Любые советы, как известно, воспринимаются только при готовности их услышать, а готовность освободиться не только от ограничений «философии критики языка», но и от тех, которые веками налагала на «теологию разума» «теология Откровения», имела давние исторические корни[194]. Так, на рубеже ХХ-XXI веков кристаллизуется бренд под названием философская теология[195] (которую я предпочитаю называть «философской теологией в узком смысле», о ней же «в широком смысле» см. ниже), а иногда и христианская философская теология, который в настоящее время, преимущественно в Америке, переживает эпоху «калифорнийской золотой лихорадки», завоевывая журналы, издательства и гранты. Средний предметный куррикулум общих антологий и тематических сборников под этими «титлами» включает разделы по структуре теистических верований, по Откровению и богодухновенности Писания, по Божественным атрибутам (простота, необходимость, вездесущесть, (а)темпоральность, (все) могущество, (все)ведение, (все)благость), по Провидению и проблеме зла, и даже по просительной молитве (иногда вспоминают и об этике), но наибольшее внимание уделяется философской интерпретации христианских догматов – о Св. Троице, Боговоплощении, первородном грехе и Искуплении, Воскресении Христовом и воскрешении мертвых[196]. Гораздо меньшее внимание уделяется экзистенциально едва ли не самому важному – посмертному существованию конечных разумных существ и практически никакое – самим обоснованиям существования Бога, которые всегда составляли исходный топос рациональной теологии.

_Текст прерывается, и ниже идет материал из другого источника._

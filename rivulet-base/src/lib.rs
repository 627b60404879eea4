pub mod hashing;

mod asset_path;
mod error;
mod kind;
mod priority;

pub use asset_path::CanonicalAssetPath;
pub use error::{ManifestError, ManifestResult};
pub use kind::AssetKind;
pub use priority::Priority;

pub mod manifest;
pub use manifest::{Manifest, ManifestEntry};

pub mod resource;
pub use resource::{
    AssetResource, AudioFormat, AudioResource, MeshData, ModelResource, TextureResource,
};
type ResourceTable = Arc<DashMap<CanonicalAssetPath, LoadedEntry>>;

struct StreamerInner {
    resolver: PathResolver,
    scheduler: DownloadScheduler,
    cache: CacheStore,
    records: HashMap<CanonicalAssetPath, AssetRecord>,
    resources: ResourceTable,
    fanout: EventFanout,
    events_rx: Receiver<StreamerEvent>,
}

impl StreamerInner {
    /// Process all pending events, possibly changing load states, then keep
    /// the worker pool saturated.
    #[profiling::function]
    fn update(&mut self) {
        while let Ok(event) = self.events_rx.try_recv() {
            log::debug!("handle event {:?}", event);
            match event {
                StreamerEvent::Request {
                    identifier,
                    priority,
                } => self.handle_request(&identifier, priority),
                StreamerEvent::DownloadComplete {
                    path,
                    attempt,
                    result,
                } => self.handle_download_complete(&path, attempt, result),
                StreamerEvent::ClearCache => self.handle_clear_cache(),
            }
        }

        self.scheduler.pump();
    }

    fn handle_request(
        &mut self,
        identifier: &str,
        priority: Priority,
    ) {
        let info = self.resolver.resolve(identifier);
        let path = info.path.clone();

        if let Some(record) = self.records.get_mut(&path) {
            match record.state {
                LoadingState::Ready => {
                    // Idempotent re-request: answer immediately
                    if let Some(resource) = record.resource.clone() {
                        self.fanout.emit(StreamEvent::Ready { path, resource });
                    }
                }
                LoadingState::Failed => {
                    // A new request for a failed path restarts the pipeline
                    log::debug!("Restarting failed pipeline for {}", path);
                    record.state = LoadingState::Pending;
                    record.resource = None;
                    record.attempts = 0;
                    record.waiters = 1;
                    self.resources.remove(&path);
                    self.start_pipeline(&path, priority);
                }
                _ => {
                    // Already in flight; the eventual terminal event will
                    // cover this caller too
                    record.waiters += 1;
                    log::debug!(
                        "Coalesced request for {} ({} waiters)",
                        path,
                        record.waiters
                    );
                }
            }
            return;
        }

        self.records.insert(
            path.clone(),
            AssetRecord {
                info,
                state: LoadingState::Pending,
                resource: None,
                attempts: 0,
                waiters: 1,
            },
        );
        self.start_pipeline(&path, priority);
    }

    fn start_pipeline(
        &mut self,
        path: &CanonicalAssetPath,
        priority: Priority,
    ) {
        let record = match self.records.get_mut(path) {
            Some(record) => record,
            None => return,
        };
        record.state = LoadingState::Resolving;

        match record.info.strategy {
            LoadStrategy::Bundled => self.load_bundled(path),
            LoadStrategy::Streamed => {
                if self.cache.exists(path) {
                    self.load_from_cache(path);
                } else {
                    record.state = LoadingState::Downloading;
                    self.scheduler.enqueue(path.clone(), priority);
                }
            }
            LoadStrategy::Hybrid => {
                // Try bundled, then cache, else fall back immediately. No
                // network request is ever made for an unmatched identifier.
                if self.resolver.bundled().exists(path) {
                    self.load_bundled(path);
                } else if self.cache.exists(path) {
                    self.load_from_cache(path);
                } else {
                    self.fail_with_fallback(
                        path,
                        "no manifest entry, bundled resource, or cached copy".to_string(),
                    );
                }
            }
        }
    }

    fn load_bundled(
        &mut self,
        path: &CanonicalAssetPath,
    ) {
        match self.resolver.bundled().read(path) {
            Ok(bytes) => self.finish_decode(path, &bytes),
            Err(e) => {
                self.fail_with_fallback(path, format!("bundled read failed: {}", e));
            }
        }
    }

    fn load_from_cache(
        &mut self,
        path: &CanonicalAssetPath,
    ) {
        match self.cache.read(path) {
            Ok(bytes) => self.finish_decode(path, &bytes),
            Err(e) => {
                // Cache-read failures are presumed deterministic; no retry
                self.fail_with_fallback(path, format!("cache read failed: {}", e));
            }
        }
    }

    fn handle_download_complete(
        &mut self,
        path: &CanonicalAssetPath,
        attempt: u32,
        result: Result<Vec<u8>, FetchError>,
    ) {
        let record = match self.records.get_mut(path) {
            Some(record) => record,
            None => {
                log::warn!("Download completed for untracked path {}", path);
                return;
            }
        };
        if record.state != LoadingState::Downloading {
            log::debug!(
                "Ignoring stale download completion for {} in state {:?}",
                path,
                record.state
            );
            return;
        }
        record.attempts = attempt + 1;

        match self.scheduler.complete(path, attempt, result) {
            DownloadOutcome::Retrying => {
                // Task went back to the front of the queue; nothing to do
                // until it completes again
            }
            DownloadOutcome::Fetched(bytes) => {
                let record = match self.records.get_mut(path) {
                    Some(record) => record,
                    None => return,
                };
                record.state = LoadingState::Caching;
                match self.cache.write(path, &bytes) {
                    Ok(()) => self.finish_decode(path, &bytes),
                    Err(e) => {
                        self.fail_with_fallback(path, format!("cache write failed: {}", e));
                    }
                }
            }
            DownloadOutcome::Failed(reason) => {
                self.fail_with_fallback(path, reason);
            }
        }
    }

    fn finish_decode(
        &mut self,
        path: &CanonicalAssetPath,
        bytes: &[u8],
    ) {
        let record = match self.records.get_mut(path) {
            Some(record) => record,
            None => return,
        };
        record.state = LoadingState::Loading;
        let kind = record.info.kind;

        match decode_asset(kind, path, bytes) {
            Ok(resource) => self.complete_ready(path, resource),
            Err(e) => {
                self.fail_with_fallback(path, format!("decode failed: {}", e));
            }
        }
    }

    fn complete_ready(
        &mut self,
        path: &CanonicalAssetPath,
        resource: AssetResource,
    ) {
        let record = match self.records.get_mut(path) {
            Some(record) => record,
            None => return,
        };
        log::debug!("Asset ready: {}", path);
        record.state = LoadingState::Ready;
        record.resource = Some(resource.clone());

        self.resources.insert(
            path.clone(),
            LoadedEntry {
                resource: resource.clone(),
                ready: true,
            },
        );

        // One delivery per coalesced request
        let waiters = std::mem::take(&mut record.waiters);
        for _ in 0..waiters {
            self.fanout.emit(StreamEvent::Ready {
                path: path.clone(),
                resource: resource.clone(),
            });
        }
    }

    fn fail_with_fallback(
        &mut self,
        path: &CanonicalAssetPath,
        message: String,
    ) {
        let record = match self.records.get_mut(path) {
            Some(record) => record,
            None => return,
        };
        log::error!(
            "Streaming failed for {} after {} transfer attempts: {}",
            path,
            record.attempts,
            message
        );
        let fallback = fallback_resource(record.info.kind);
        record.state = LoadingState::Failed;
        record.resource = Some(fallback.clone());

        self.resources.insert(
            path.clone(),
            LoadedEntry {
                resource: fallback.clone(),
                ready: false,
            },
        );

        // Diagnostics once, then a terminal event per coalesced request
        self.fanout.emit(StreamEvent::Error {
            path: path.clone(),
            message,
        });
        let waiters = std::mem::take(&mut record.waiters);
        for _ in 0..waiters {
            self.fanout.emit(StreamEvent::Failed {
                path: path.clone(),
                fallback: fallback.clone(),
            });
        }
    }

    fn handle_clear_cache(&mut self) {
        if let Err(e) = self.cache.clear() {
            log::error!("Cache clear failed: {}", e);
        }
    }

    fn loading_state(
        &self,
        path: &CanonicalAssetPath,
    ) -> Option<LoadingState> {
        self.records.get(path).map(|record| record.state)
    }
}

//
// The AssetStreamer acts as the public interface for StreamerInner.
//
#[derive(Clone)]
pub struct AssetStreamer {
    inner: Arc<Mutex<StreamerInner>>,
    events_tx: Sender<StreamerEvent>,
    resolver: PathResolver,
    resources: ResourceTable,
}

Объяснений, сколько-нибудь внятных, этой второй лакуны мне вычитать нигде не удалось[197], а она является одновременно и логической, и исторической, так как те классики философской теологии, которые являются наибольшими авторитетами и для современных англо-американских «философских теологов», придерживались этого «исходного топоса» как основания для рассмотрения всех прочих. Классики же эти следовали Аристотелю, который более чем оправданно считал, что о свойствах вещи следует рассуждать только после того, как выяснено, что она вообще есть, а потому и у Фомы Аквинского обоснования существования Бога предшествуют Его атрибутам, и у Франсиско Суареса (вместе с его школой) последовательность та же[198]. «Имплицитное объяснение» отсутствия данного топоса тем, что он рассматривается в «основном корпусе» философии религии, чьей «пристройкой» является философская теология, никак не проходит, так как там же рассматриваются и Божественные атрибуты, и Провидение, и проблема зла, и многое другое, что спокойно входит в куррикулум и философской теологии (см. выше). Моя гипотеза заключается в том, что «философская теология» сегодня фактически отказывается (как и другие разновидности рациональной теологии) от задач миссионерского порядка, всячески адаптируясь к секулярной среде с ее идеологией политкорректности[199], вопреки как раз чаяниям ее «крестного отца» Плантинги (см. выше). А это объясняет и преимущественно академический, умозрительный интерес к содержанию и самой веры.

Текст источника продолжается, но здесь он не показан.